____ Extracted material

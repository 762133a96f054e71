//! Scene configuration: the skill catalog plus motion tunables.
//!
//! Loaded once before the scene starts (built-in default or a JSON file) and
//! validated up front. The scene never re-checks these values per frame.

use std::collections::HashSet;
use std::path::Path;

use serde::{Deserialize, Serialize};

use crate::color::{parse_hex_color, Rgba};
use crate::error::ConfigError;

/// Mesh hint for the renderer. Advisory only.
#[derive(Debug, Clone, Copy, PartialEq, Eq, Serialize, Deserialize)]
#[serde(rename_all = "lowercase")]
pub enum Geometry {
    Box,
    Sphere,
    Icosahedron,
}

/// Proficiency label shown on the info card.
#[derive(Debug, Clone, Copy, PartialEq, Eq, Serialize, Deserialize)]
pub enum SkillLevel {
    Expert,
    Intermediate,
    Beginner,
}

impl SkillLevel {
    pub fn label(self) -> &'static str {
        match self {
            Self::Expert => "Expert",
            Self::Intermediate => "Intermediate",
            Self::Beginner => "Beginner",
        }
    }
}

/// Static description of one orbiting skill.
#[derive(Debug, Clone, PartialEq, Serialize, Deserialize)]
pub struct SkillConfig {
    /// Unique display name
    pub name: String,
    /// Icon path, relative to the asset root
    pub logo: String,
    /// Accent color as CSS hex
    pub color: String,
    #[serde(default = "default_geometry")]
    pub geometry: Geometry,
    /// Distance from the focal point (> 0)
    pub orbit_radius: f32,
    /// Base angular speed in rad/s; sign gives direction
    pub orbit_speed: f32,
    /// Tilt in degrees. Cosmetic: all orbits share the XZ plane.
    #[serde(default)]
    pub orbit_inclination: f32,
    pub level: SkillLevel,
    /// 0-100
    #[serde(default)]
    pub xp: u8,
}

fn default_geometry() -> Geometry {
    Geometry::Sphere
}

impl SkillConfig {
    /// Parsed accent color. Falls back to white for unvalidated configs.
    pub fn accent(&self) -> Rgba {
        parse_hex_color(&self.color).unwrap_or(Rgba::WHITE)
    }
}

/// Smoothing rates and the focus pull distance.
///
/// Rates are per tick, not per second: each tick closes that fraction of the
/// gap to the target.
#[derive(Debug, Clone, Copy, PartialEq, Serialize, Deserialize)]
#[serde(default)]
pub struct MotionConfig {
    /// Distance an entity is pulled toward the viewpoint while focused
    pub zoom_distance: f32,
    /// Speed rate while decelerating toward 0 (focused)
    pub pause_rate: f32,
    /// Speed rate while returning to base speed (unfocused)
    pub resume_rate: f32,
    /// Zoom rate while pulling forward (focused)
    pub engage_rate: f32,
    /// Zoom rate while falling back (unfocused)
    pub release_rate: f32,
}

impl Default for MotionConfig {
    fn default() -> Self {
        Self {
            zoom_distance: 1.5,
            pause_rate: 0.10,
            resume_rate: 0.08,
            engage_rate: 0.15,
            release_rate: 0.10,
        }
    }
}

/// Idle sway of the whole scene about the Y axis.
#[derive(Debug, Clone, Copy, PartialEq, Serialize, Deserialize)]
#[serde(default)]
pub struct SwayConfig {
    pub enabled: bool,
    /// Peak rotation in radians
    pub amplitude: f32,
    /// Angular frequency in rad/s
    pub frequency: f32,
}

impl Default for SwayConfig {
    fn default() -> Self {
        Self {
            enabled: true,
            amplitude: 0.3,
            frequency: 0.1,
        }
    }
}

/// Everything needed to build a [`crate::orbit::scene::Scene`].
#[derive(Debug, Clone, PartialEq, Serialize, Deserialize)]
#[serde(default)]
pub struct SceneConfig {
    pub motion: MotionConfig,
    pub sway: SwayConfig,
    pub skills: Vec<SkillConfig>,
}

impl Default for SceneConfig {
    fn default() -> Self {
        Self {
            motion: MotionConfig::default(),
            sway: SwayConfig::default(),
            skills: default_skills(),
        }
    }
}

impl SceneConfig {
    /// Parse and validate a JSON config. Missing sections take their defaults.
    pub fn from_json_str(json: &str) -> Result<Self, ConfigError> {
        let cfg: Self = serde_json::from_str(json)?;
        cfg.validate()?;
        Ok(cfg)
    }

    /// Read, parse and validate a JSON config file.
    pub fn load(path: impl AsRef<Path>) -> Result<Self, ConfigError> {
        let path = path.as_ref();
        let text = std::fs::read_to_string(path).map_err(|source| ConfigError::Io {
            path: path.to_path_buf(),
            source,
        })?;
        let cfg = Self::from_json_str(&text)?;
        log::info!(
            "Loaded {} skills from {}",
            cfg.skills.len(),
            path.display()
        );
        Ok(cfg)
    }

    pub fn validate(&self) -> Result<(), ConfigError> {
        let m = &self.motion;
        if !(m.zoom_distance.is_finite() && m.zoom_distance > 0.0) {
            return Err(ConfigError::InvalidZoom(m.zoom_distance));
        }
        for (field, value) in [
            ("pause_rate", m.pause_rate),
            ("resume_rate", m.resume_rate),
            ("engage_rate", m.engage_rate),
            ("release_rate", m.release_rate),
        ] {
            if !(value > 0.0 && value <= 1.0) {
                return Err(ConfigError::InvalidRate { field, value });
            }
        }

        let sway = &self.sway;
        if !sway.amplitude.is_finite() {
            return Err(ConfigError::InvalidSway {
                field: "amplitude",
                value: sway.amplitude,
            });
        }
        if !(sway.frequency.is_finite() && sway.frequency >= 0.0) {
            return Err(ConfigError::InvalidSway {
                field: "frequency",
                value: sway.frequency,
            });
        }

        if self.skills.is_empty() {
            return Err(ConfigError::EmptyCatalog);
        }

        let mut seen = HashSet::with_capacity(self.skills.len());
        for s in &self.skills {
            if !seen.insert(s.name.as_str()) {
                return Err(ConfigError::DuplicateName(s.name.clone()));
            }
            if !(s.orbit_radius.is_finite() && s.orbit_radius > 0.0) {
                return Err(ConfigError::InvalidRadius {
                    name: s.name.clone(),
                    radius: s.orbit_radius,
                });
            }
            if !s.orbit_speed.is_finite() {
                return Err(ConfigError::InvalidSpeed {
                    name: s.name.clone(),
                    speed: s.orbit_speed,
                });
            }
            if s.xp > 100 {
                return Err(ConfigError::InvalidXp {
                    name: s.name.clone(),
                    xp: s.xp,
                });
            }
            if parse_hex_color(&s.color).is_none() {
                return Err(ConfigError::InvalidColor {
                    name: s.name.clone(),
                    color: s.color.clone(),
                });
            }
        }
        Ok(())
    }
}

#[allow(clippy::too_many_arguments)]
fn skill(
    name: &str,
    logo: &str,
    color: &str,
    geometry: Geometry,
    orbit_radius: f32,
    orbit_speed: f32,
    orbit_inclination: f32,
    level: SkillLevel,
    xp: u8,
) -> SkillConfig {
    SkillConfig {
        name: name.to_string(),
        logo: logo.to_string(),
        color: color.to_string(),
        geometry,
        orbit_radius,
        orbit_speed,
        orbit_inclination,
        level,
        xp,
    }
}

/// The built-in 16-skill catalog.
pub fn default_skills() -> Vec<SkillConfig> {
    use Geometry::*;
    use SkillLevel::*;

    vec![
        skill("Python", "icons/python.png", "#3776ab", Icosahedron, 5.0, 0.30, 10.0, Expert, 95),
        skill("Java", "icons/java.png", "#f89820", Box, 6.5, 0.25, -15.0, Intermediate, 70),
        skill("React", "icons/react.png", "#61dafb", Sphere, 8.0, 0.40, 20.0, Intermediate, 90),
        skill("Vite", "icons/vite.png", "#646cff", Icosahedron, 5.8, 0.35, -25.0, Intermediate, 75),
        skill("TypeScript", "icons/typescript.png", "#3178c6", Box, 7.2, 0.28, 30.0, Intermediate, 88),
        skill("Pandas", "icons/pandas.png", "#150458", Sphere, 9.2, 0.22, -12.0, Intermediate, 92),
        skill("NumPy", "icons/numpy.png", "#4dabcf", Icosahedron, 8.7, 0.32, 18.0, Intermediate, 90),
        skill("PyTorch", "icons/pytorch.png", "#ee4c2c", Box, 10.5, 0.20, -22.0, Intermediate, 78),
        skill("Scikit-learn", "icons/scikitlearn.png", "#f89939", Sphere, 7.5, 0.38, 8.0, Intermediate, 85),
        skill("Machine Learning", "icons/machine-learning.png", "#ba68c8", Icosahedron, 9.8, 0.26, -28.0, Intermediate, 87),
        skill("NLP", "icons/nlp.png", "#9c27b0", Box, 8.3, 0.33, 15.0, Intermediate, 72),
        skill("Flask", "icons/flask.png", "#ffffff", Sphere, 6.2, 0.42, -18.0, Intermediate, 80),
        skill("FastAPI", "icons/fastapi.png", "#009688", Icosahedron, 6.8, 0.36, 25.0, Intermediate, 75),
        skill("Git", "icons/git.png", "#f05032", Box, 10.2, 0.24, -8.0, Expert, 93),
        skill("MongoDB", "icons/mongodb.png", "#47a248", Sphere, 9.0, 0.29, 22.0, Intermediate, 82),
        skill("Touch-typing", "icons/typing.png", "#4dd0e1", Icosahedron, 11.0, 0.18, -32.0, Expert, 98),
    ]
}

#[cfg(test)]
mod tests {
    use super::*;

    #[test]
    fn test_default_catalog_is_valid() {
        let cfg = SceneConfig::default();
        assert_eq!(cfg.skills.len(), 16);
        assert!(cfg.validate().is_ok());
    }

    #[test]
    fn test_partial_json_fills_defaults() {
        let json = r##"{
            "skills": [
                { "name": "Rust", "logo": "icons/rust.png", "color": "#dea584",
                  "orbit_radius": 4.0, "orbit_speed": -0.3, "level": "Expert" }
            ]
        }"##;
        let cfg = SceneConfig::from_json_str(json).unwrap();
        assert_eq!(cfg.skills.len(), 1);
        assert_eq!(cfg.skills[0].geometry, Geometry::Sphere);
        assert_eq!(cfg.motion, MotionConfig::default());
        assert!(cfg.sway.enabled);
    }

    #[test]
    fn test_rejects_duplicate_names() {
        let mut cfg = SceneConfig::default();
        cfg.skills[1].name = cfg.skills[0].name.clone();
        assert!(matches!(cfg.validate(), Err(ConfigError::DuplicateName(n)) if n == "Python"));
    }

    #[test]
    fn test_rejects_bad_radius_and_speed() {
        let mut cfg = SceneConfig::default();
        cfg.skills[2].orbit_radius = 0.0;
        assert!(matches!(cfg.validate(), Err(ConfigError::InvalidRadius { .. })));

        let mut cfg = SceneConfig::default();
        cfg.skills[2].orbit_radius = f32::NAN;
        assert!(matches!(cfg.validate(), Err(ConfigError::InvalidRadius { .. })));

        let mut cfg = SceneConfig::default();
        cfg.skills[3].orbit_speed = f32::INFINITY;
        assert!(matches!(cfg.validate(), Err(ConfigError::InvalidSpeed { .. })));
    }

    #[test]
    fn test_rejects_bad_rates_zoom_color_and_empty() {
        let mut cfg = SceneConfig::default();
        cfg.motion.resume_rate = 1.5;
        assert!(matches!(
            cfg.validate(),
            Err(ConfigError::InvalidRate { field: "resume_rate", .. })
        ));

        let mut cfg = SceneConfig::default();
        cfg.motion.zoom_distance = -1.0;
        assert!(matches!(cfg.validate(), Err(ConfigError::InvalidZoom(_))));

        let mut cfg = SceneConfig::default();
        cfg.skills[0].color = "blue".into();
        assert!(matches!(cfg.validate(), Err(ConfigError::InvalidColor { .. })));

        let mut cfg = SceneConfig::default();
        cfg.skills.clear();
        assert!(matches!(cfg.validate(), Err(ConfigError::EmptyCatalog)));
    }

    #[test]
    fn test_rejects_bad_sway() {
        let mut cfg = SceneConfig::default();
        cfg.sway.amplitude = f32::INFINITY;
        assert!(matches!(
            cfg.validate(),
            Err(ConfigError::InvalidSway { field: "amplitude", .. })
        ));

        let mut cfg = SceneConfig::default();
        cfg.sway.frequency = f32::NAN;
        assert!(matches!(
            cfg.validate(),
            Err(ConfigError::InvalidSway { field: "frequency", .. })
        ));

        let mut cfg = SceneConfig::default();
        cfg.sway.frequency = -0.1;
        assert!(matches!(
            cfg.validate(),
            Err(ConfigError::InvalidSway { field: "frequency", .. })
        ));

        // 1e39 overflows f32 to infinity while parsing
        let json = r##"{
            "sway": { "amplitude": 1e39 },
            "skills": [
                { "name": "Rust", "logo": "icons/rust.png", "color": "#dea584",
                  "orbit_radius": 4.0, "orbit_speed": -0.3, "level": "Expert" }
            ]
        }"##;
        assert!(matches!(
            SceneConfig::from_json_str(json),
            Err(ConfigError::InvalidSway { field: "amplitude", .. })
        ));

        // Negative amplitude just mirrors the sway
        let mut cfg = SceneConfig::default();
        cfg.sway.amplitude = -0.3;
        cfg.sway.frequency = 0.0;
        assert!(cfg.validate().is_ok());
    }

    #[test]
    fn test_rejects_xp_above_hundred() {
        let mut cfg = SceneConfig::default();
        cfg.skills[4].xp = 101;
        assert!(matches!(
            cfg.validate(),
            Err(ConfigError::InvalidXp { xp: 101, .. })
        ));

        cfg.skills[4].xp = 100;
        assert!(cfg.validate().is_ok());
    }

    #[test]
    fn test_malformed_json_is_parse_error() {
        assert!(matches!(
            SceneConfig::from_json_str("{ not json"),
            Err(ConfigError::Parse(_))
        ));
    }

    #[test]
    fn test_load_missing_file_is_io_error() {
        let err = SceneConfig::load("/definitely/not/here.json").unwrap_err();
        assert!(matches!(err, ConfigError::Io { .. }));
    }
}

________

_Work instruction:_ Using the listing, count the lines where the word "InvalidColor" appears and reply with only that number.

_Response to this task:_ 2